As care givers and as patients too, is knowing too much about your cancer a bad thing?
Maybe it’s better not to do so much research after a diagnosis. If the news is going to be bad, why not let the disease take it’s course? I’m not suggesting you give-up, but is it better to go with the information the doctor provides and be satisfied with it?
If the prognosis is good and there’s a high likelihood of cure or remission, then do you save yourself the anxiety of knowing everything there is to know about your illness before you turn the corner and resume life as it was?
The reason I’m asking is because last night, some one said to me, “Don’t you know too much about cancer?” This wasn’t about any one particular person’s cancer, just cancer in general. But it got me to thinking about how I’d gone straight to the Internet, like so many of us have done, when cancer enters our lives. And the questions presented to the doctor were endless. The answers to those questions, at least some of them, were heart breaking. They painted a bleak picture of what was to come in our case and I sometimes wonder, would I have been better off and just as prepared, if I hadn’t gone there?
Yet, to this day, I tell newcomers to cancer, “Do your homework.” “Knowledge is power in this fight.”
But…is too much knowledge a bad thing?
February 21, 2012 @ 10:37 pm
Thank you so much for shraing your story. You write beautifully and express a hard issue so well. I wish you all the best!
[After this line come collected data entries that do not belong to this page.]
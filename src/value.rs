//! Scalar values.

use crate::schema::ScalarKind;
use serde::{Deserialize, Serialize};
use std::fmt::{Display, Error as FmtError, Formatter};

/// A stored scalar.
///
/// Serialized untagged, i.e. as a bare JSON number or string.
#[derive(Clone, Debug, PartialEq, Eq, Hash, Serialize, Deserialize)]
#[serde(untagged)]
pub enum Value {
    /// An integer.
    Int(i64),
    /// A string.
    Text(Box<str>),
}

impl Value {
    /// The kind of this value.
    #[inline]
    #[must_use]
    pub const fn kind(&self) -> ScalarKind {
        match self {
            Self::Int(_) => ScalarKind::Int,
            Self::Text(_) => ScalarKind::Text,
        }
    }

    /// The integer, if this is one.
    #[inline]
    #[must_use]
    pub const fn as_int(&self) -> Option<i64> {
        match self {
            Self::Int(int) => Some(*int),
            Self::Text(_) => None,
        }
    }

    /// The string, if this is one.
    #[inline]
    #[must_use]
    pub fn as_text(&self) -> Option<&str> {
        match self {
            Self::Int(_) => None,
            Self::Text(text) => Some(text),
        }
    }
}

impl From<i64> for Value {
    #[inline]
    fn from(value: i64) -> Self {
        Self::Int(value)
    }
}

impl From<&str> for Value {
    #[inline]
    fn from(value: &str) -> Self {
        Self::Text(value.into())
    }
}

impl From<String> for Value {
    #[inline]
    fn from(value: String) -> Self {
        Self::Text(value.into())
    }
}

impl Display for Value {
    #[inline]
    fn fmt(&self, f: &mut Formatter<'_>) -> Result<(), FmtError> {
        match self {
            Self::Int(int) => write!(f, "{int}"),
            Self::Text(text) => write!(f, "\"{}\"", text.escape_default()),
        }
    }
}

#[cfg(test)]
mod tests {
    use super::*;

    /// # Panics
    ///
    /// Panics if values do not display as literals.
    #[test]
    fn display() {
        assert_eq!(Value::Int(-7).to_string(), "-7");
        assert_eq!(Value::from("1984").to_string(), "\"1984\"");
        assert_eq!(
            Value::from("Philosopher's \"Stone\"").to_string(),
            r#""Philosopher\'s \"Stone\"""#
        );
    }
}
February 10, 2012 @ 1:27 pm
When I was diagnosed with multiple myeloma, I did not know what is was and looked it up. As soon as I saw the “life expectancy”, I stopped reading and have not gone back. It was way less than I found acceptable. I understand what I have, that it is treatable, and that I intend to live a whole lot longer than what any website says. And, if I want to read more, I know where to find it. I guess this categorizes me as “ignorance is bliss”. I can live with it – while respecting that others need more info.
Thank you for being here!
February 10, 2012 @ 7:30 am
I’m retired, but I used to work as a medical technician. My last job was working for an oncologist. I didn’t have to ask any questions because I knew the final outcome. I knew that in cancer world when you hear the words esophageal or pancreatic, you’re in big trouble. So, I knew from day one where we were headed after hearing the diagnosis of esophageal cancer which had invaded some of the lymph nodes. Looking back now, I wish I had not known so much……….I think I would have had more hope for my husband to beat the cancer. I was mentally planning my husband’s funeral for the three years that he survived. Unlike Al, and with all due respect, I think sometimes Ignorance is Bliss………………..Lifting
February 21, 2012 @ 9:11 pm
dsieentd2sleep on February 9, 2011 @twburr this is what you say you are marrying a great guy, you are very lucky, he is a great in bed, I should know, we have been sleeping together off and on for years
February 9, 2012 @ 9:45 pm
Man..tough question and one I wrangled with for over 5 years. The first thing I would do when there was a new situation was go to the internet and search until I couldn’t see or until I couldn’t bear all the grim news anymore. I don’t know if having all this information at our fingertips gives some of us false hope that each new link will lead us to better news or if it just confirms what a lot of people already know. I wanted to be able to access information when I had a question and it was 3am but sometimes I just wish I had been in the dark a little. Information overload is such a double edge sword. There are some well hidden little miracles out there and cancer patients need to find them and at the very least need to be able to have hope by finding some positive news once in a while. I loved the internet and I cursed it equally I think. Like Al, I am satisfied that I gathered all the information I could and knew the questions to ask. I no longer blame myself as much as I used to for not finding a way to get rid of Jim’s cancer. It was a battle that we were told from day one that barring a miracle, he would not win. That didn’t mean we couldn’t have hope but it was just another piece of information to help u with the fight.
February 21, 2012 @ 10:11 pm
What a biuutefal, honest and breathtaking piece. I appreciate your sharing this with the world. It gives me strength to hear your voice and see these amazing images as I live with family, friends and, yes, even beloved pets battling cancer. Thank you.
February 9, 2012 @ 7:21 pm
For me, I want to know as much as I can. I want to ask the questions. I want to say “what about this or that ” I already know the worst outcome possible but I want to know what my choices are and possible outcomes and what ifs. It is true that lots of knowledge can cause anxiety and stress but I suppose that I’d have them even if I didn’t know…ignorance is not bliss in my world. I also believe that by participating in the choices and decisions made for one’s care gives a sense of empowerment and control however fleeting that maybe or how unrealistic it may be.
We need any and all lifelines in this fight so I choose knowledge. When my time comes and all avenues have been explored and exhausted, I hope that there will be peace. I’ll know that I and my doctors did our best but it wasn’t good enough. I’m OK wth this.
February 21, 2012 @ 2:05 pm
It is the left hand of the Christus Consolator staute that is below the dome at the Johns Hopkins Hospital. I walked past this staute nearly every day back when I took the subway to work.